Drupal Transaction isolation level REPEATABLE-READ
Drupal Transaction isolation level REPEATABLE-READ

Introduction

If you are running a Drupal website on a MySQL, MariaDB, or Percona database, you might occasionally see a warning in your Status Report (/admin/reports/status) regarding your Transaction isolation level.

While your site will technically still run, ignoring this warning can lead to database deadlocks, sluggish performance, and strange errors during high-traffic periods or heavy content updates. Here is exactly what this warning means and how to fix it in less than 5 minutes.

The Warning

Transaction isolation level
REPEATABLE-READ
The recommended level for Drupal is "READ COMMITTED". See the setting MySQL transaction isolation level page for more information.

 

Understanding the "REPEATABLE-READ" Warning

By default, many MySQL database servers use REPEATABLE-READ as their default transaction isolation level. This setting locks rows during database queries to ensure that if you read data twice within the same transaction, you get the exact same result.

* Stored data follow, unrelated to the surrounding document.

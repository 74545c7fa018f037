//! ATmega328P timer/counter implementations of the timer traits.
//!
//! Timer1 (16-bit, CTC on OCR1A) paces the servo pulses, Timer2 (8-bit,
//! unprescaled) is the free-running clock for the PID loop.

use avr_device::atmega328p::{TC1, TC2};

use super::timer::{settle_overflows, CompareTimer, FreeRunningTimer, OverflowCounter, Prescaler};

// TCCR1B
const WGM12: u8 = 1 << 3;
// TIMSK1
const OCIE1A: u8 = 1 << 1;
// TCCR2B
const CS20: u8 = 1 << 0;
// TIMSK2
const TOIE2: u8 = 1 << 0;
// TIFR2
const TOV2: u8 = 1 << 0;

/// Timer1 in CTC mode, compare match A interrupt
pub struct Tc1Compare {
    tc1: TC1,
    prescaler: Prescaler,
}

impl Tc1Compare {
    pub fn new(tc1: TC1, prescaler: Prescaler) -> Self {
        // Stopped, interrupts masked until start()
        tc1.timsk1.write(|w| unsafe { w.bits(0) });
        tc1.tccr1a.write(|w| unsafe { w.bits(0) });
        tc1.tccr1b.write(|w| unsafe { w.bits(0) });
        Self { tc1, prescaler }
    }

    pub fn release(self) -> TC1 {
        self.tc1
    }
}

impl CompareTimer for Tc1Compare {
    fn start(&mut self, ticks: u16) {
        self.tc1.tcnt1.write(|w| unsafe { w.bits(0) });
        self.arm(ticks);
        self.tc1
            .tccr1b
            .write(|w| unsafe { w.bits(WGM12 | self.prescaler.cs_bits()) });
        self.tc1.timsk1.modify(|r, w| unsafe { w.bits(r.bits() | OCIE1A) });
    }

    #[inline]
    fn arm(&mut self, ticks: u16) {
        // CTC counts 0..=OCR1A, so a period of n ticks needs OCR1A = n - 1
        let top = ticks.saturating_sub(1);
        self.tc1.ocr1a.write(|w| unsafe { w.bits(top) });
    }

    fn stop(&mut self) {
        self.tc1.timsk1.modify(|r, w| unsafe { w.bits(r.bits() & !OCIE1A) });
        self.tc1.tccr1b.write(|w| unsafe { w.bits(0) });
    }
}

/// Timer2 counting at the CPU clock, overflow interrupt feeds `overflows`
pub struct Tc2FreeRunning {
    tc2: TC2,
    overflows: &'static OverflowCounter,
}

impl Tc2FreeRunning {
    pub fn new(tc2: TC2, overflows: &'static OverflowCounter) -> Self {
        tc2.timsk2.write(|w| unsafe { w.bits(0) });
        // Normal mode, counts 0..=0xFF and overflows
        tc2.tccr2a.write(|w| unsafe { w.bits(0) });
        tc2.tccr2b.write(|w| unsafe { w.bits(0) });
        Self { tc2, overflows }
    }

    pub fn release(self) -> TC2 {
        self.tc2
    }
}

impl FreeRunningTimer for Tc2FreeRunning {
    const PERIOD: u32 = 0x100;

    fn start(&mut self) {
        critical_section::with(|cs| {
            self.tc2.tcnt2.write(|w| unsafe { w.bits(0) });
            self.tc2.tifr2.write(|w| unsafe { w.bits(TOV2) });
            self.overflows.take(cs);
        });
        self.tc2.tccr2b.write(|w| unsafe { w.bits(CS20) });
        self.tc2.timsk2.modify(|r, w| unsafe { w.bits(r.bits() | TOIE2) });
    }

    fn stop(&mut self) {
        self.tc2.timsk2.modify(|r, w| unsafe { w.bits(r.bits() & !TOIE2) });
        self.tc2.tccr2b.write(|w| unsafe { w.bits(0) });
    }

    fn read_and_reset(&mut self) -> (u16, u16) {
        critical_section::with(|cs| {
            let count = self.tc2.tcnt2.read().bits() as u16;
            self.tc2.tcnt2.write(|w| unsafe { w.bits(0) });
            // An overflow that hit while interrupts were masked is still only
            // a flag; account for it here and clear it (write 1) so the ISR
            // does not charge it to the next window
            let pending = self.tc2.tifr2.read().bits() & TOV2 != 0;
            self.tc2.tifr2.write(|w| unsafe { w.bits(TOV2) });
            let overflows = settle_overflows(count, self.overflows.take(cs), pending, Self::PERIOD);
            (count, overflows)
        })
    }
}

While that sounds safe, Drupal's complex database structure (which handles multiple concurrent reads and writes for caching, sessions, and node updates) struggles under REPEATABLE-READ. It frequently causes database deadlocks—where two processes are waiting for each other to release a lock, eventually crashing the request.

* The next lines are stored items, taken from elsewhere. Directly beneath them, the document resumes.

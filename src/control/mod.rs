pub mod pid;
pub mod scheduler;

pub use pid::{PidConfig, PidController};
pub use scheduler::ControlLoopScheduler;
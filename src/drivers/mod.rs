pub mod esc;
pub mod serial_console;
pub mod servo;

pub use esc::Esc;
pub use serial_console::SerialConsole;
pub use servo::{DutyTable, Phase, PulseScheduler};
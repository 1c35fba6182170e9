use std::{
    cell::RefCell,
    cmp::Ordering,
    collections::VecDeque,
    fs,
    io::{self, BufRead, Write},
    path::Path,
    rc::Rc,
};

use indexmap::IndexMap;
use log::{debug, trace, warn};

use crate::{
    ast::{BinaryOp, ClassDecl, Expr, ExprKind, FunctionBody, Literal, Program, Stmt, StmtKind, UnaryOp},
    codegen::CodeGen,
    diagnostics::{Diagnostic, DiagnosticKind, Result, SourceSpan, UnikError},
    environment::{Environment, EnvironmentRef},
    parser, stdlib,
    value::{
        ClassTemplate, Instance, MapKey, TaskRef, TaskState, TaskStatus, UserFunction, Value,
        ValueKind,
    },
};

/// Deepest nesting of user function calls before evaluation gives up with
/// a `RecursionLimit` diagnostic instead of exhausting the native stack.
pub const MAX_CALL_DEPTH: usize = 64;

/// Outcome of executing a statement. The signal variants carry the span of
/// the statement that raised them so an escaping signal can be reported.
enum FlowControl {
    Next,
    NextValue(Value),
    Break(SourceSpan),
    Continue(SourceSpan),
    Return(Value, SourceSpan),
}

pub struct Interpreter {
    globals: EnvironmentRef,
    env: EnvironmentRef,
    codegen: CodeGen,
    output: Box<dyn Write>,
    input: Box<dyn BufRead>,
    tasks: VecDeque<TaskRef>,
    call_depth: usize,
}

impl Default for Interpreter {
    fn default() -> Self {
        Self::new()
    }
}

Drupal heavily recommends READ COMMITTED. This isolation level allows a transaction to see data changes as soon as they are committed by another process, dramatically reducing row-locking overhead, preventing deadlocks, and increasing your site's overall speed.

 

Solution: The Quick Fix via Drupal’s settings.php (Recommended)

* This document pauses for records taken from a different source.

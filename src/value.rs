use std::{cell::RefCell, fmt, rc::Rc};

use indexmap::IndexMap;

use crate::{
    ast::{FunctionDecl, Stmt},
    diagnostics::{Diagnostic, DiagnosticKind, Result, SourceSpan},
    environment::EnvironmentRef,
    runtime::Interpreter,
};

#[derive(Clone)]
pub struct Value(pub Rc<ValueKind>);

impl Value {
    pub fn new(kind: ValueKind) -> Self {
        Self(Rc::new(kind))
    }

    pub fn nil() -> Self {
        Self::new(ValueKind::Nil)
    }

    pub fn bool(value: bool) -> Self {
        Self::new(ValueKind::Bool(value))
    }

    pub fn int(value: i64) -> Self {
        Self::new(ValueKind::Int(value))
    }

    pub fn float(value: f64) -> Self {
        Self::new(ValueKind::Float(value))
    }

    pub fn string(value: impl Into<String>) -> Self {
        Self::new(ValueKind::String(value.into()))
    }

    pub fn list(values: Vec<Value>) -> Self {
        Self::new(ValueKind::List(values))
    }

    pub fn map(entries: IndexMap<MapKey, Value>) -> Self {
        Self::new(ValueKind::Map(entries))
    }

    pub fn instance(instance: InstanceRef) -> Self {
        Self::new(ValueKind::Instance(instance))
    }

    /// Nil, `false`, numeric zero and the empty string are falsy. Empty
    /// lists and maps are truthy.
    pub fn is_truthy(&self) -> bool {
        match &*self.0 {
            ValueKind::Nil => false,
            ValueKind::Bool(b) => *b,
            ValueKind::Int(n) => *n != 0,
            ValueKind::Float(f) => *f != 0.0,
            ValueKind::String(s) => !s.is_empty(),
            ValueKind::List(_)
            | ValueKind::Map(_)
            | ValueKind::Function(_)
            | ValueKind::NativeFunction(_)
            | ValueKind::Class(_)
            | ValueKind::Instance(_)
            | ValueKind::Task(_) => true,
        }
    }

    pub fn type_name(&self) -> &'static str {
        match &*self.0 {
            ValueKind::Nil => "Nil",
            ValueKind::Bool(_) => "Bool",
            ValueKind::Int(_) => "Int",
            ValueKind::Float(_) => "Float",
            ValueKind::String(_) => "String",
            ValueKind::List(_) => "List",
            ValueKind::Map(_) => "Map",
            ValueKind::Function(_) | ValueKind::NativeFunction(_) => "Function",
            ValueKind::Class(_) => "Class",
            ValueKind::Instance(_) => "Instance",
            ValueKind::Task(_) => "Task",
        }
    }

    pub fn is_int(&self) -> bool {
        matches!(&*self.0, ValueKind::Int(_))
    }

    pub fn is_nil(&self) -> bool {
        matches!(&*self.0, ValueKind::Nil)
    }

    pub fn as_number(&self) -> Option<f64> {
        match &*self.0 {
            ValueKind::Int(n) => Some(*n as f64),
            ValueKind::Float(n) => Some(*n),
            _ => None,
        }
    }

    /// Structural equality; Int and Float compare by numeric value and
    /// instances by identity.
    pub fn equals(&self, other: &Value) -> bool {
        match (&*self.0, &*other.0) {
            (ValueKind::Nil, ValueKind::Nil) => true,
            (ValueKind::Bool(a), ValueKind::Bool(b)) => a == b,
            (ValueKind::Int(a), ValueKind::Int(b)) => a == b,
            (ValueKind::Int(_) | ValueKind::Float(_), ValueKind::Int(_) | ValueKind::Float(_)) => {
                self.as_number() == other.as_number()
            }
            (ValueKind::String(a), ValueKind::String(b)) => a == b,
            (ValueKind::List(a), ValueKind::List(b)) => {
                a.len() == b.len() && a.iter().zip(b.iter()).all(|(l, r)| l.equals(r))
            }
            (ValueKind::Map(a), ValueKind::Map(b)) => {
                a.len() == b.len()
                    && a.iter()
                        .all(|(key, value)| b.get(key).is_some_and(|rhs| value.equals(rhs)))
            }
            (ValueKind::Instance(a), ValueKind::Instance(b)) => Rc::ptr_eq(a, b),
            (ValueKind::Task(a), ValueKind::Task(b)) => Rc::ptr_eq(a, b),
            (ValueKind::Class(a), ValueKind::Class(b)) => Rc::ptr_eq(a, b),
            _ => false,
        }
    }
}

impl fmt::Debug for Value {
    fn fmt(&self, f: &mut fmt::Formatter<'_>) -> fmt::Result {
        match &*self.0 {
            ValueKind::String(s) => write!(f, "\"{s}\""),
            ValueKind::List(values) => f.debug_list().entries(values.iter()).finish(),
            ValueKind::Map(map) => f.debug_map().entries(map.iter()).finish(),
            _ => write!(f, "{self}"),
        }
    }
}

impl fmt::Display for Value {
    fn fmt(&self, f: &mut fmt::Formatter<'_>) -> fmt::Result {
        match &*self.0 {
            ValueKind::Nil => write!(f, "nil"),
            ValueKind::Bool(b) => write!(f, "{b}"),
            ValueKind::Int(n) => write!(f, "{n}"),
            ValueKind::Float(n) => write!(f, "{n}"),
            ValueKind::String(s) => write!(f, "{s}"),
            ValueKind::List(values) => {
                write!(f, "[")?;
                for (idx, value) in values.iter().enumerate() {
                    if idx > 0 {
                        write!(f, ", ")?;
                    }
                    write!(f, "{value}")?;
                }
                write!(f, "]")
            }
            ValueKind::Map(map) => {
                write!(f, "{{")?;
                for (idx, (key, value)) in map.iter().enumerate() {
                    if idx > 0 {
                        write!(f, ", ")?;
                    }
                    write!(f, "{key}: {value}")?;
                }
                write!(f, "}}")
            }
            ValueKind::Function(fun) => write!(f, "<func {}>", fun.decl.name),
            ValueKind::NativeFunction(fun) => write!(f, "<native func {}>", fun.name),
            ValueKind::Class(class) => write!(f, "<class {}>", class.name),
            ValueKind::Instance(instance) => write!(f, "<{} instance>", instance.borrow().class_name),
            ValueKind::Task(task) => write!(f, "<task {}>", task.borrow().name),
        }
    }
}

pub enum ValueKind {
    Nil,
    Bool(bool),
    Int(i64),
    Float(f64),
    String(String),
    List(Vec<Value>),
    Map(IndexMap<MapKey, Value>),
    Function(UserFunction),
    NativeFunction(NativeFunction),
    Class(ClassRef),
    Instance(InstanceRef),
    Task(TaskRef),
}

/// Hashable subset of values usable as map keys.
#[derive(Debug, Clone, PartialEq, Eq, Hash)]
pub enum MapKey {
    Nil,
    Bool(bool),
    Int(i64),
    String(String),
}

impl MapKey {
    pub fn from_value(value: &Value, span: SourceSpan) -> Result<MapKey> {
        match &*value.0 {
            ValueKind::Nil => Ok(MapKey::Nil),
            ValueKind::Bool(b) => Ok(MapKey::Bool(*b)),
            ValueKind::Int(n) => Ok(MapKey::Int(*n)),
            ValueKind::Float(n) if n.fract() == 0.0 => Ok(MapKey::Int(*n as i64)),
            ValueKind::String(s) => Ok(MapKey::String(s.clone())),
            _ => Err(Diagnostic::runtime(
                DiagnosticKind::TypeMismatch,
                format!("{} cannot be used as a map key", value.type_name()),
                span,
            )
            .into()),
        }
    }

    pub fn to_value(&self) -> Value {
        match self {
            MapKey::Nil => Value::nil(),
            MapKey::Bool(b) => Value::bool(*b),
            MapKey::Int(n) => Value::int(*n),
            MapKey::String(s) => Value::string(s.clone()),
        }
    }
}

impl fmt::Display for MapKey {
    fn fmt(&self, f: &mut fmt::Formatter<'_>) -> fmt::Result {
        write!(f, "{}", self.to_value())
    }
}

/// A closure: the function's definition plus the scope it was defined in.
#[derive(Clone)]
pub struct UserFunction {
    pub decl: Rc<FunctionDecl>,
    pub env: EnvironmentRef,
}

pub type NativeCallback = fn(&mut Interpreter, &[Value], SourceSpan) -> Result<Value>;

#[derive(Clone)]
pub struct NativeFunction {
    pub name: &'static str,
    /// `usize::MAX` accepts any number of arguments.
    pub arity: usize,
    pub callback: NativeCallback,
}

impl NativeFunction {
    pub fn call(
        &self,
        interpreter: &mut Interpreter,
        args: &[Value],
        span: SourceSpan,
    ) -> Result<Value> {
        if self.arity != usize::MAX && args.len() != self.arity {
            return Err(Diagnostic::runtime(
                DiagnosticKind::TypeMismatch,
                format!(
                    "function `{}` expected {} arguments but received {}",
                    self.name,
                    self.arity,
                    args.len()
                ),
                span,
            )
            .into());
        }
        (self.callback)(interpreter, args, span)
    }
}

pub type ClassRef = Rc<ClassTemplate>;

/// Built once when a `class` statement runs; every instance copies `fields`
/// and binds `methods` against itself.
pub struct ClassTemplate {
    pub name: String,
    pub fields: IndexMap<String, Value>,
    pub methods: IndexMap<String, Rc<FunctionDecl>>,
    pub env: EnvironmentRef,
}

pub type InstanceRef = Rc<RefCell<Instance>>;

pub struct Instance {
    pub class_name: String,
    pub fields: IndexMap<String, Value>,
    pub methods: IndexMap<String, Value>,
}

impl Instance {
    pub fn get_attr(&self, name: &str) -> Option<Value> {
        self.fields
            .get(name)
            .or_else(|| self.methods.get(name))
            .cloned()
    }
}

pub type TaskRef = Rc<RefCell<TaskState>>;

pub struct TaskState {
    pub name: String,
    pub status: TaskStatus,
}

#[derive(Clone)]
pub enum TaskStatus {
    Pending {
        body: Rc<Vec<Stmt>>,
        env: EnvironmentRef,
    },
    Running,
    Done(Value),
}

You don't need access to your global database configuration files to fix this. You can tell Drupal to explicitly request READ COMMITTED every time it connects to the database.
Navigate to your Drupal root directory and open web/sites/default/settings.php in a text editor.
Scroll down until you find the $databases array definition.
Add the init_commands key inside the database array to force the isolation level on connection.

 

Add the init_commands key inside the database array to force the isolation level on connection.
# web/sites/default/settings.php
# PHP

$databases['default']['default'] = [
'database' => 'my_drupal_db',
'username' => 'db_user',
'password' => 'db_pass',
'host' => 'localhost',
'driver' => 'mysql',
// Add the lines below:
'init_commands' => [
'isolation_level' => "SET SESSION TRANSACTION ISOLATION LEVEL READ COMMITTED",
],
];

Add the init_commands key inside the database array to force the isolation level on connection.
In file web/sites/default/settings.php

The Server-Wide Fix via MySQL, Set "READ COMMITTED"
# /etc/mysql/my.cnf
# /etc/my.cnf
# Ini, TOML

transaction-isolation = READ-COMMITTED

If you manage your own server (VPS/Dedicated/Local) and want all databases to use this optimized setting globally, you can update your MySQL server configuration directly.

Open your MySQL configuration file (usually located at /etc/mysql/my.cnf or /etc/my.cnf).
Look for the [mysqld] section.
Add or modify the following line:
transaction-isolation = READ-COMMITTED

Restart your MySQL service (e.g., sudo systemctl restart mysql or mariadb).

Summary

Resolving the "REPEATABLE-READ" warning is a fundamental best practice for maintaining a healthy Drupal site. By switching your transaction isolation level to READ COMMITTED using either your settings.php file or server settings, you eliminate a major bottleneck for database concurrency.

Once you have completed either method, navigate back to your Status Report (/admin/reports/status). The warning should now be gone, replaced by a green checkmark indicating your database is properly optimized for Drupal's architectural needs.